Quando si racconta una storia, il rischio di sembrare prolissi o laconici è alto e fondato. Una storia, qualsiasi essa sia, è fatta di sfumature, è scevra da influenze manichee, l’oggettività del bianco e nero lascia spazio all’interpretazione, al contesto storico, all’ambiente socio-culturale di una radicata ideologia.

Spesso, purtroppo, sono proprio le ideologie a generare conflitti, eterna lotta fra bene e male, una guerra in cui a vincere è la più forte, armata e stupida disumanità. Una partita, insomma, specchietto per le allodole, appiglio di un’Italia che abbandonava l’oscuro periodo del ‘15-‘18, per abbracciare una speranza destinata alla vergognosa costruzione di forni crematori.

Arpàd Weisz aveva una discreta tecnica di base, giocava semplice, il suo stile era ordinato ed efficace, in campo trascinava una sobria eleganza, quella innata correttezza che ti fa guadagnare il rispetto di compagni e avversari. Bertolt Brecht ha scritto ”il più grande complimento che si possa fare ad un uomo è definirlo una brava persona”. Weisz di complimenti ne riceveva davvero tanti, ma, si sa, uno sportivo viene giudicato soprattutto dai risultati che riesce ad ottenere, vive in costante funzione della sua performance, resta alla memoria per le medaglie cucite sul proprio petto.

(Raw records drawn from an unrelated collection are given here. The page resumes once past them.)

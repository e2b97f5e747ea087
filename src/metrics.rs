use std::collections::HashMap;

use crate::models::{ClusterStat, Customer, Metrics};

pub(crate) fn round2(value: f64) -> f64 {
    (value * 100.0).round() / 100.0
}

/// Per-cluster totals, buyers and conversion rate, in first-observed
/// cluster order.
pub fn cluster_breakdown(filtered: &[Customer]) -> Vec<ClusterStat> {
    let mut order: Vec<String> = Vec::new();
    let mut tallies: HashMap<String, (usize, usize)> = HashMap::new();

    for customer in filtered {
        let entry = tallies.entry(customer.cluster.clone()).or_insert_with(|| {
            order.push(customer.cluster.clone());
            (0, 0)
        });
        entry.0 += 1;
        if customer.is_bike_buyer {
            entry.1 += 1;
        }
    }

    order
        .into_iter()
        .map(|cluster| {
            let (total, buyers) = tallies[&cluster];
            ClusterStat {
                conversion_pct: if total == 0 {
                    0.0
                } else {
                    round2(100.0 * buyers as f64 / total as f64)
                },
                non_buyers: total - buyers,
                cluster,
                total,
                buyers,
            }
        })
        .collect()
}

pub fn compute_metrics(filtered: &[Customer]) -> Metrics {
    if filtered.is_empty() {
        return Metrics {
            total_customers: 0,
            bike_buyers: 0,
            conversion_rate_pct: 0.0,
            top_cluster: "N/A".to_string(),
            top_cluster_conversion_pct: 0.0,
        };
    }

    let breakdown = cluster_breakdown(filtered);
    let total_customers = filtered.len();
    let bike_buyers = filtered.iter().filter(|c| c.is_bike_buyer).count();

    // Strictly-greater scan against a running best of 0: the first cluster
    // observed keeps the lead on ties.
    let mut top_cluster = breakdown[0].cluster.clone();
    let mut top_rate = 0.0;
    for stat in &breakdown {
        if stat.conversion_pct > top_rate {
            top_rate = stat.conversion_pct;
            top_cluster = stat.cluster.clone();
        }
    }

    Metrics {
        total_customers,
        bike_buyers,
        conversion_rate_pct: round2(100.0 * bike_buyers as f64 / total_customers as f64),
        top_cluster,
        top_cluster_conversion_pct: top_rate,
    }
}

Sotto il petto di Weisz, però, batteva un cuore diverso dal solito, globuli rossoblù e piastrine nerazzurre celavano, invano, un disonorevole sangue magiaro. Figlio di ungheresi, infatti, Weisz trascorse gran parte della carriera da calciatore semiprofessionista prima, e allenatore poi, tra Cecoslovacchia, Uruguay e, appunto, Italia. Già, infatti, ad appena trentaquattro anni, vinse uno scudetto con l’Inter e altri due con il Bologna.

’Qualcuno sa dirmi che fine ha fatto Weisz? Era un bravo allenatore, ma era anche ebreo’’. A questo dilemma di Enzo Biagi ha provato a dare un’esauriente risposta il giornalista e scrittore, Matteo Marani, direttore de Il Guerin Sportivo, che, attraverso il suo libro Dallo Scudetto ad Auschwitz, ha ricostruito fedelmente gli ultimi giorni di Weisz in un campo diverso da quello su cui si era sempre trovato a proprio agio, un campo di concentramento fatto di semplici schemi, ruoli predefiniti, moduli di gioco che seguivano l’unica tattica possibile: l’inutile sopravvivenza e l’inevitabile soluzione finale!

La mattina del 31 gennaio 1944, l’Alta Slesia venne ricoperta da una neve fitta e sottile, quasi a voler coprire tutte le nefandezze della Seconda Guerra Mondiale. Quella mattina, Arpàd Weisz non risponde all’appello delle guardie, perché avrebbe dovuto? Nel ’42 aveva perso sua moglie Elena e i suoi due bambini, Clara e Roberto, nelle camere a gas di Birkenau, il suo corpo era quello di un atleta ma la sua mente era ormai altrove, si era consegnata all’infame destino e all’eterna memoria del calcio italiano. Finalmente, la mattina del 31 gennaio 1944, il corpo ha raggiunto la mente sul verde prato di un’ingiusta innocenza che sapeva di tremenda sconfitta!

Voi che vivete sicuri nelle vostre tiepide case, voi che trovate tornando a sera il cibo caldo e visi amici: considerate se questo è un uomo che lavora nel fango che non conosce pace che lotta per mezzo pane che muore per un sì o per un no. Considerate se questa è una donna, senza capelli e senza nome senza più forza di ricordare vuoti gli occhi e freddo il grembo come una rana d’inverno. Meditate che questo è stato: vi comando queste parole. Scolpitele nel vostro cuore stando in casa andando per via, coricandovi alzandovi; ripetetele ai vostri figli. O vi si sfaccia la casa, la malattia vi impedisca, i vostri nati torcano il viso da voi.